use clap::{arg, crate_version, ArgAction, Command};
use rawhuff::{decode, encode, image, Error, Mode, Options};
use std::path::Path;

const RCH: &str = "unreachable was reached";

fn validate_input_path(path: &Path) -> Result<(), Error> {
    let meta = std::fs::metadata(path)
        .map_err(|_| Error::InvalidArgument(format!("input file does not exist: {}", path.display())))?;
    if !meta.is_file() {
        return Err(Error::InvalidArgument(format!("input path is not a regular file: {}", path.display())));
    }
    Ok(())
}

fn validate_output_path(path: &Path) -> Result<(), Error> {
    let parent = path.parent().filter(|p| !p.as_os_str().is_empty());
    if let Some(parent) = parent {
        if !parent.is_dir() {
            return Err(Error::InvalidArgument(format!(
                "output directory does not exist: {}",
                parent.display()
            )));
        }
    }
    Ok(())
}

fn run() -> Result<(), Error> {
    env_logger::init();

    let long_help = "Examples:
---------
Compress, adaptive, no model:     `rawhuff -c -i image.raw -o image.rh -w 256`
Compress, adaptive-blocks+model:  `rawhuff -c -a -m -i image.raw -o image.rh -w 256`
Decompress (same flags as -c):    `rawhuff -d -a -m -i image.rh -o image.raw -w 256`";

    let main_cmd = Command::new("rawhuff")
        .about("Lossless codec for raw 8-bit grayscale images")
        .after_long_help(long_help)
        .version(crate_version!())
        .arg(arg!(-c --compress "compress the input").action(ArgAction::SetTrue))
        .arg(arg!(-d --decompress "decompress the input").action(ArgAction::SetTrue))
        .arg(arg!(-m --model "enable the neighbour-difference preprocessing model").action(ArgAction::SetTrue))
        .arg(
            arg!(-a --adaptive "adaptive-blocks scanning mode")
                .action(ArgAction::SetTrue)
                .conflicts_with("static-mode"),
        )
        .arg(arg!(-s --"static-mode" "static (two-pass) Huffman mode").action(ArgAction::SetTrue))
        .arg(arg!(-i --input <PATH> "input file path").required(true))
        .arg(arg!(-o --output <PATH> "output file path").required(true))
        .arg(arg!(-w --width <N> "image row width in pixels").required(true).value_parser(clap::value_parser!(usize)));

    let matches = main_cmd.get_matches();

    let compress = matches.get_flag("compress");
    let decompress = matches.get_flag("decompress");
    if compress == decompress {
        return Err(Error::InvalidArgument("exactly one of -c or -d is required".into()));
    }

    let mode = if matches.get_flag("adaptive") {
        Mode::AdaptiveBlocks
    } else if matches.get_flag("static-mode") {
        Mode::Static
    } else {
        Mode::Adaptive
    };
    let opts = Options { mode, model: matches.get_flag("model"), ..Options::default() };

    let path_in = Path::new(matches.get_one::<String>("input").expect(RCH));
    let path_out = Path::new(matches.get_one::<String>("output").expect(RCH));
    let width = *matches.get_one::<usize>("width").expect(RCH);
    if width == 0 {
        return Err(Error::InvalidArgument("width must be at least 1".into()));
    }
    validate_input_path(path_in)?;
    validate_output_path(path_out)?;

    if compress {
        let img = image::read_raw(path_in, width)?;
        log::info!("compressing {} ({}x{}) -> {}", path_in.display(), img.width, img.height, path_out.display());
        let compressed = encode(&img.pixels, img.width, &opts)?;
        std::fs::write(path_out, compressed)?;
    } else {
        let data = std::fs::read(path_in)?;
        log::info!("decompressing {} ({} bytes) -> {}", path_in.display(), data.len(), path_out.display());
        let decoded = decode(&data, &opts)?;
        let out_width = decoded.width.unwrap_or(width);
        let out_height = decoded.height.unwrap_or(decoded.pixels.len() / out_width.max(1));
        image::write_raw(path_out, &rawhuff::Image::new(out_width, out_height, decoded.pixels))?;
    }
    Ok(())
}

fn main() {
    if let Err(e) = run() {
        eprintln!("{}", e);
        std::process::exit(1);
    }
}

———

- Action item -
From the material above, copy every line that has the word "pixels" in it.

- Expected answer -
        .arg(arg!(-w --width <N> "image row width in pixels").required(true).value_parser(clap::value_parser!(usize)));
        let compressed = encode(&img.pixels, img.width, &opts)?;
        let out_height = decoded.height.unwrap_or(decoded.pixels.len() / out_width.max(1));
        image::write_raw(path_out, &rawhuff::Image::new(out_width, out_height, decoded.pixels))?;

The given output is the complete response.